Während die zu Gwerders Lebzeiten interpretierte volkstümliche Unterhaltungsmusik immer schneller heruntergespielte Konzertmusik wurde, blieb seine Musik Tanzmusik im eben rechten Tempo. Und manch berühmter Virtuose hätte beim Volksmusiker aus dem Kanton Schwyz das Geheimnis einer vollkommenen Phrasierung erkennen und nachahmen können. Diese goldrichtige Gliederung eines musikalischen Gedankens hatte Rees, der nie Musikunterricht geniessen durfte, nicht erlernt, er hat sie vielmehr den alten Musikanten und den Gesetzen der Natur abgelauscht. Tatsächlich dürfte das Prinzip seines Musikunterrichts, Zuhören und Na8chmachen, auch die Erklärung für sein eigenes Musizieren gewesen sein.

In diesem übernommenen und persönlich ausgestalteten Musizierstil fällt der aus zwei grossen Terzen zusammengesetzte Dreiklang auf. Das Spiel auf dem Büchel (trompetenähnliches Alphorn), bei dem der 11. Naturton wie bei jedem Naturtoninstrument als Ton zwischen F und Fis erklingt, wird im Muotataler Jüüzli (ein- und mehrstimmiger Naturjodel auf blosse Silben) imitiert. Das sogenannte Alphorn-Fa lässt sich auf dem Schwyzerörgeli aber nicht greifen, so dass die Handharmonikaspieler jenes Tals aufs Fis ausweichen. Dieses Merkmal der Muotataler Stegreifmusik wirkt archaisch oder auch modern, denn es verstösst gegen die Gesetze der Harmonielehre.

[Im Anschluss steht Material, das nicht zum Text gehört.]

//! Device settings over `ecg_settings.json`
//!
//! Settings keep the original string-valued representation on disk;
//! fields missing from an older file fall back to their defaults on
//! load. Every `set_*` persists immediately.

use crate::store::atomic_write;
use crate::{Error, Result};
use serde::{Deserialize, Serialize};
use std::path::{Path, PathBuf};
use tracing::debug;

pub const DEFAULT_SETTINGS_FILE: &str = "ecg_settings.json";

/// Persistent device settings
#[derive(Debug, Clone, PartialEq, Serialize, Deserialize)]
pub struct Settings {
    /// Paper speed in mm/s
    #[serde(default = "default_wave_speed")]
    pub wave_speed: String,

    /// Gain in mm/mV
    #[serde(default = "default_wave_gain")]
    pub wave_gain: String,

    #[serde(default = "default_lead_sequence")]
    pub lead_sequence: String,

    #[serde(default = "default_sampling_mode")]
    pub sampling_mode: String,

    #[serde(default = "default_demo_function")]
    pub demo_function: String,

    #[serde(default = "default_storage")]
    pub storage: String,

    #[serde(default = "default_serial_port")]
    pub serial_port: String,

    #[serde(default = "default_baud_rate")]
    pub baud_rate: String,
}

fn default_wave_speed() -> String {
    "50".to_string()
}
fn default_wave_gain() -> String {
    "10".to_string()
}
fn default_lead_sequence() -> String {
    "Standard".to_string()
}
fn default_sampling_mode() -> String {
    "Simultaneous".to_string()
}
fn default_demo_function() -> String {
    "Off".to_string()
}
fn default_storage() -> String {
    "SD".to_string()
}
fn default_serial_port() -> String {
    "Select Port".to_string()
}
fn default_baud_rate() -> String {
    "115200".to_string()
}

impl Default for Settings {
    fn default() -> Self {
        Self {
            wave_speed: default_wave_speed(),
            wave_gain: default_wave_gain(),
            lead_sequence: default_lead_sequence(),
            sampling_mode: default_sampling_mode(),
            demo_function: default_demo_function(),
            storage: default_storage(),
            serial_port: default_serial_port(),
            baud_rate: default_baud_rate(),
        }
    }
}

impl Settings {
    /// Paper speed in mm/s
    pub fn wave_speed(&self) -> f64 {
        self.wave_speed.parse().unwrap_or(50.0)
    }

    /// Gain in mm/mV
    pub fn wave_gain(&self) -> f64 {
        self.wave_gain.parse().unwrap_or(10.0)
    }

    /// Display scaling relative to the 10 mm/mV reference gain
    pub fn gain_factor(&self) -> f64 {
        self.wave_gain() / 10.0
    }

    pub fn baud_rate(&self) -> Result<u32> {
        self.baud_rate
            .parse()
            .map_err(|e| Error::Parse(format!("bad baud rate '{}': {}", self.baud_rate, e)))
    }

    /// True when a real port has been chosen
    pub fn has_serial_port(&self) -> bool {
        !self.serial_port.is_empty() && self.serial_port != default_serial_port()
    }

    pub fn demo_enabled(&self) -> bool {
        self.demo_function.eq_ignore_ascii_case("on")
    }
}

/// JSON-file backed settings manager
#[derive(Debug)]
pub struct SettingsManager {
    path: PathBuf,
    settings: Settings,
}

impl SettingsManager {
    /// Load settings, falling back to defaults on a missing or
    /// unreadable file
    pub fn load(path: impl Into<PathBuf>) -> Self {
        let path = path.into();
        let settings = match std::fs::read_to_string(&path) {
            Ok(content) => serde_json::from_str(&content).unwrap_or_else(|e| {
                debug!("Settings file {} unreadable ({}), using defaults", path.display(), e);
                Settings::default()
            }),
            Err(_) => Settings::default(),
        };
        Self { path, settings }
    }

    pub fn path(&self) -> &Path {
        &self.path
    }

    pub fn settings(&self) -> &Settings {
        &self.settings
    }

    /// Get a setting by key name
    pub fn get(&self, key: &str) -> Option<String> {
        let s = &self.settings;
        match key {
            "wave_speed" => Some(s.wave_speed.clone()),
            "wave_gain" => Some(s.wave_gain.clone()),
            "lead_sequence" => Some(s.lead_sequence.clone()),
            "sampling_mode" => Some(s.sampling_mode.clone()),
            "demo_function" => Some(s.demo_function.clone()),
            "storage" => Some(s.storage.clone()),
            "serial_port" => Some(s.serial_port.clone()),
            "baud_rate" => Some(s.baud_rate.clone()),
            _ => None,
        }
    }

    /// Update a setting by key name and persist
    pub fn set(&mut self, key: &str, value: &str) -> Result<()> {
        let s = &mut self.settings;
        match key {
            "wave_speed" => s.wave_speed = value.to_string(),
            "wave_gain" => s.wave_gain = value.to_string(),
            "lead_sequence" => s.lead_sequence = value.to_string(),
            "sampling_mode" => s.sampling_mode = value.to_string(),
            "demo_function" => s.demo_function = value.to_string(),
            "storage" => s.storage = value.to_string(),
            "serial_port" => s.serial_port = value.to_string(),
            "baud_rate" => s.baud_rate = value.to_string(),
            other => return Err(Error::Store(format!("unknown setting '{}'", other))),
        }
        self.save()?;
        debug!("Setting updated: {} = {}", key, value);
        Ok(())
    }

    /// Reset every setting to its factory default and persist
    pub fn load_factory_defaults(&mut self) -> Result<()> {
        self.settings = Settings::default();
        self.save()
    }

    fn save(&self) -> Result<()> {
        let json = serde_json::to_vec_pretty(&self.settings)
            .map_err(|e| Error::Store(format!("failed to serialize settings: {}", e)))?;
        atomic_write(&self.path, &json)
    }
}
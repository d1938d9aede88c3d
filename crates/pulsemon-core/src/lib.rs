//! PulseMon Core Library
//!
//! Core library for PulseMon - 12-lead ECG acquisition and reporting.
//! Provides the serial line protocol, lead derivation, waveform buffers,
//! JSON-backed stores and CSV/HTML output.

pub mod buffer;
pub mod demo;
pub mod error;
pub mod export;
pub mod frame;
pub mod metrics;
pub mod report;
pub mod serial;
pub mod store;
pub mod types;

pub use buffer::{LeadBuffer, LeadBufferSet};
pub use demo::DemoSignal;
pub use error::{Error, Result};
pub use frame::{LeadFrame, RawFrame};
pub use metrics::IntervalMetrics;
pub use report::{PatientDetails, ReportInput};
pub use serial::{SampleSource, SerialEcgReader};
pub use store::live::{LiveLeadFile, LiveSnapshot};
pub use store::settings::{Settings, SettingsManager};
pub use store::users::UserStore;
pub use types::{AcquisitionStats, Lead, TestMode};

pub const VERSION: &str = env!("CARGO_PKG_VERSION");

#[cfg(test)]
mod tests {
    use super::*;

    #[test]
    fn test_version() {
        assert!(!VERSION.is_empty());
    }
}
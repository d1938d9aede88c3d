//! Interval metrics for reports
//!
//! Observed values supplied by the measuring device or the operator;
//! this module does not detect beats. Ranges match the printed report:
//! HR 60-100 bpm, PR 120-200 ms, QRS 70-120 ms, QT 300-450 ms,
//! QTc 300-450 ms, ST 80-120 ms, QRS axis -30..+90 degrees.

use serde::{Deserialize, Serialize};

/// Inclusive reference range for one metric
#[derive(Debug, Clone, Copy, PartialEq)]
pub struct MetricRange {
    pub name: &'static str,
    pub low: f64,
    pub high: f64,
    pub unit: &'static str,
}

impl MetricRange {
    pub fn contains(&self, value: f64) -> bool {
        value >= self.low && value <= self.high
    }

    pub fn describe(&self) -> String {
        format!("{} - {} {}", self.low, self.high, self.unit)
    }
}

pub const HR_RANGE: MetricRange = MetricRange {
    name: "Heart Rate",
    low: 60.0,
    high: 100.0,
    unit: "bpm",
};
pub const PR_RANGE: MetricRange = MetricRange {
    name: "PR Interval",
    low: 120.0,
    high: 200.0,
    unit: "ms",
};
pub const QRS_RANGE: MetricRange = MetricRange {
    name: "QRS Complex",
    low: 70.0,
    high: 120.0,
    unit: "ms",
};
pub const QT_RANGE: MetricRange = MetricRange {
    name: "QT Interval",
    low: 300.0,
    high: 450.0,
    unit: "ms",
};
pub const QTC_RANGE: MetricRange = MetricRange {
    name: "QTc Interval",
    low: 300.0,
    high: 450.0,
    unit: "ms",
};
pub const ST_RANGE: MetricRange = MetricRange {
    name: "ST Segment",
    low: 80.0,
    high: 120.0,
    unit: "ms",
};
pub const QRS_AXIS_RANGE: MetricRange = MetricRange {
    name: "QRS Axis",
    low: -30.0,
    high: 90.0,
    unit: "deg",
};

/// Observed interval values for one test
#[derive(Debug, Clone, PartialEq, Serialize, Deserialize)]
pub struct IntervalMetrics {
    pub hr: f64,
    pub pr: f64,
    pub qrs: f64,
    pub qt: f64,
    pub qtc: f64,
    pub st: f64,
    #[serde(default, skip_serializing_if = "Option::is_none")]
    pub qrs_axis: Option<f64>,
}

impl IntervalMetrics {
    /// Build from raw string inputs; non-numeric values become 0.0
    pub fn from_strings(
        hr: &str,
        pr: &str,
        qrs: &str,
        qt: &str,
        qtc: &str,
        st: &str,
        qrs_axis: Option<&str>,
    ) -> Self {
        Self {
            hr: lenient_f64(hr),
            pr: lenient_f64(pr),
            qrs: lenient_f64(qrs),
            qt: lenient_f64(qt),
            qtc: lenient_f64(qtc),
            st: lenient_f64(st),
            qrs_axis: qrs_axis.map(lenient_f64),
        }
    }

    /// Metrics outside their reference range, by display name
    pub fn out_of_range(&self) -> Vec<&'static str> {
        let mut flagged = Vec::new();
        for (range, value) in [
            (HR_RANGE, self.hr),
            (PR_RANGE, self.pr),
            (QRS_RANGE, self.qrs),
            (QT_RANGE, self.qt),
            (QTC_RANGE, self.qtc),
            (ST_RANGE, self.st),
        ] {
            if !range.contains(value) {
                flagged.push(range.name);
            }
        }
        if let Some(axis) = self.qrs_axis {
            if !QRS_AXIS_RANGE.contains(axis) {
                flagged.push(QRS_AXIS_RANGE.name);
            }
        }
        flagged
    }

    /// True when every supplied metric is within range
    pub fn all_in_range(&self) -> bool {
        self.out_of_range().is_empty()
    }
}

/// Lenient numeric intake: anything unparseable becomes 0.0
pub fn lenient_f64(value: &str) -> f64 {
    value.trim().parse().unwrap_or(0.0)
}
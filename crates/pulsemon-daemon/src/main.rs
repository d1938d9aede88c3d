use anyhow::Result;
use clap::{Parser, Subcommand};
use pulsemon_core::store::live::LiveLeadFile;
use pulsemon_core::{DemoSignal, SampleSource, SerialEcgReader, VERSION};
use pulsemon_daemon::{AcquisitionSession, Config, TickOutcome};
use std::path::PathBuf;
use std::time::Duration;
use tokio::time::sleep;
use tracing::{info, warn};
use tracing_subscriber::{layer::SubscriberExt, util::SubscriberInitExt};

/// PulseMon - ECG acquisition daemon
///
/// Reads 8-channel frames from the acquisition board, derives the full
/// 12-lead set and publishes the live Lead II window for the dashboard
#[derive(Parser, Debug)]
#[command(name = "pulsemon-daemon")]
#[command(version = VERSION)]
#[command(about = "PulseMon Daemon - ECG acquisition", long_about = None)]
struct Cli {
    /// Path to configuration file
    #[arg(short, long, default_value = "/etc/pulsemon/config.toml")]
    config: PathBuf,

    /// Subcommand to execute
    #[command(subcommand)]
    command: Option<Commands>,
}

#[derive(Subcommand, Debug)]
enum Commands {
    /// Run the acquisition loop
    Acquire,

    /// Check the live file once and report its freshness
    Check,

    /// List serial ports present on this machine
    Ports,

    /// Generate default configuration file
    GenerateConfig {
        /// Output path for config file
        #[arg(short, long, default_value = "config.toml")]
        output: PathBuf,
    },
}

#[tokio::main]
async fn main() -> Result<()> {
    let cli = Cli::parse();

    init_logging()?;

    info!("PulseMon Daemon v{} starting...", VERSION);

    let config = load_config(&cli.config)?;

    config
        .validate()
        .map_err(|e| anyhow::anyhow!("Configuration validation failed: {}", e))?;

    info!("Configuration loaded and validated successfully");

    match cli.command {
        Some(Commands::Acquire) | None => run_acquire_loop(config).await?,
        Some(Commands::Check) => run_check(config)?,
        Some(Commands::Ports) => run_ports()?,
        Some(Commands::GenerateConfig { output }) => generate_config(output)?,
    }

    Ok(())
}

/// Run the acquisition loop until the read-error budget is spent
async fn run_acquire_loop(config: Config) -> Result<()> {
    info!(
        "Starting acquisition: mode {:?}, live file {:?}, every {} frames",
        config.acquisition.mode, config.live.path, config.live.write_every_frames
    );

    let mut session = create_session(&config)?;
    session.start()?;

    let poll_interval = Duration::from_millis(config.acquisition.poll_interval_ms);
    // The demo source has no hardware clock, so the loop paces it
    let frame_interval = if config.acquisition.demo {
        Duration::from_secs_f64(1.0 / config.acquisition.demo_sample_rate_hz)
    } else {
        Duration::ZERO
    };

    loop {
        match session.tick() {
            Ok(TickOutcome::Frame) | Ok(TickOutcome::Dropped) => {
                if !frame_interval.is_zero() {
                    sleep(frame_interval).await;
                }
            }
            Ok(TickOutcome::Idle) => {
                sleep(poll_interval).await;
            }
            Err(e) => {
                warn!("Acquisition aborted: {}", e);
                session.shutdown();
                return Err(e.into());
            }
        }
    }
}

/// Read the live file once and report on it
fn run_check(config: Config) -> Result<()> {
    let live = LiveLeadFile::new(&config.live.path);

    match live.read()? {
        Some(snapshot) => {
            info!("=== Live File Status ===");
            info!("Lead: {}", snapshot.lead);
            info!("Samples: {}", snapshot.samples.len());
            info!("Age: {}s", snapshot.age_secs());
            if snapshot.is_stale(config.live.freshness_secs) {
                warn!(
                    "Live file is stale (older than {}s), acquisition may be down",
                    config.live.freshness_secs
                );
            } else {
                info!("Live file is fresh");
            }
        }
        None => {
            warn!("Live file {:?} does not exist yet", config.live.path);
        }
    }

    Ok(())
}

/// List serial ports
fn run_ports() -> Result<()> {
    let ports = pulsemon_core::serial::list_ports()?;

    if ports.is_empty() {
        warn!("No serial ports found");
    } else {
        info!("Serial ports:");
        for port in ports {
            info!("  {}", port);
        }
    }

    Ok(())
}

/// Generate default configuration file
fn generate_config(output: PathBuf) -> Result<()> {
    info!("Generating default configuration file: {:?}", output);

    let config = Config::default();
    config
        .save_to_file(output.to_str().ok_or_else(|| {
            anyhow::anyhow!("Output path is not valid UTF-8: {:?}", output)
        })?)
        .map_err(|e| anyhow::anyhow!("Failed to save configuration file: {}", e))?;

    info!("Configuration file generated successfully");
    Ok(())
}

/// Create an AcquisitionSession from configuration
fn create_session(config: &Config) -> Result<AcquisitionSession> {
    let source: Box<dyn SampleSource> = if config.acquisition.demo {
        info!(
            "Demo source enabled at {} Hz, serial port unused",
            config.acquisition.demo_sample_rate_hz
        );
        Box::new(DemoSignal::new(config.acquisition.demo_sample_rate_hz))
    } else {
        info!(
            "Opening serial port {} at {} baud",
            config.serial.port, config.serial.baud_rate
        );
        Box::new(SerialEcgReader::open(
            &config.serial.port,
            config.serial.baud_rate,
        )?)
    };

    let mut session = AcquisitionSession::new(
        source,
        config.acquisition.mode,
        config.acquisition.buffer_capacity,
        LiveLeadFile::new(&config.live.path),
        config.live.write_every_frames,
        config.acquisition.max_consecutive_errors,
    );

    if config.acquisition.demo {
        session.set_sample_rate_hz(config.acquisition.demo_sample_rate_hz);
    }

    Ok(session)
}

/// Load configuration from file or use defaults
fn load_config(path: &PathBuf) -> Result<Config> {
    if path.exists() {
        info!("Loading configuration from: {:?}", path);
        Config::load_from_file(path.to_str().ok_or_else(|| {
            anyhow::anyhow!("Config path is not valid UTF-8: {:?}", path)
        })?)
        .map_err(|e| anyhow::anyhow!("Failed to load configuration file: {}", e))
    } else {
        warn!("Configuration file not found: {:?}, using defaults", path);
        Ok(Config::default())
    }
}

/// Initialize logging with file and stdout output
fn init_logging() -> Result<()> {
    std::fs::create_dir_all("./logs")?;

    let file_appender = tracing_appender::rolling::daily("./logs", "pulsemon-daemon.log");
    let (non_blocking, _guard) = tracing_appender::non_blocking(file_appender);

    tracing_subscriber::registry()
        .with(
            tracing_subscriber::fmt::layer()
                .with_writer(std::io::stdout)
                .with_ansi(true)
                .with_target(false),
        )
        .with(
            tracing_subscriber::fmt::layer()
                .with_writer(non_blocking)
                .with_ansi(false)
                .with_target(true),
        )
        .with(
            tracing_subscriber::EnvFilter::try_from_default_env()
                .unwrap_or_else(|_| "info".into()),
        )
        .init();

    // Prevent _guard from being dropped
    std::mem::forget(_guard);

    info!("Logging initialized");

    Ok(())
}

Rees Gwerder gilt in der schweizerischen Volksmusik als markante Musikerpersönlichkeit, in der Musiktradition der Innerschweiz aber als Glücksfall. Durch seine hohe Begabung und seine charakterliche Veranlagung tradierte Gwerder Volksmusik des 19. Jahrhunderts bis in unsere Zeit.

Man klagte nach seinem Tod zu unrecht, dieser urchige Musikant habe ein altes, unwiderbringliches Repertoire ins Grab mitgenommen. Er hat seine Tänze vielen Schülern vorgemacht, die sie sich durch Nachspielen zu eigen gemacht haben.

Von 1962 an spielte Rees Gwerder zudem zehn Langspielplatten ein. Zwischen 1989 und 1996 dokumentierte Cyrill Schläpfer in Ton- und Filmaufnahmen Rees Gwerders Tänze und seine Spielart. In dankenswerter Weise ist es diesem Filmschaffenden, Tontechniker und Schwyzerörgeler gelungen, Rees Gwerders musikalische und sprachliche Ausdrucksweise rechtzeitig zu erkennen und festzuhalten.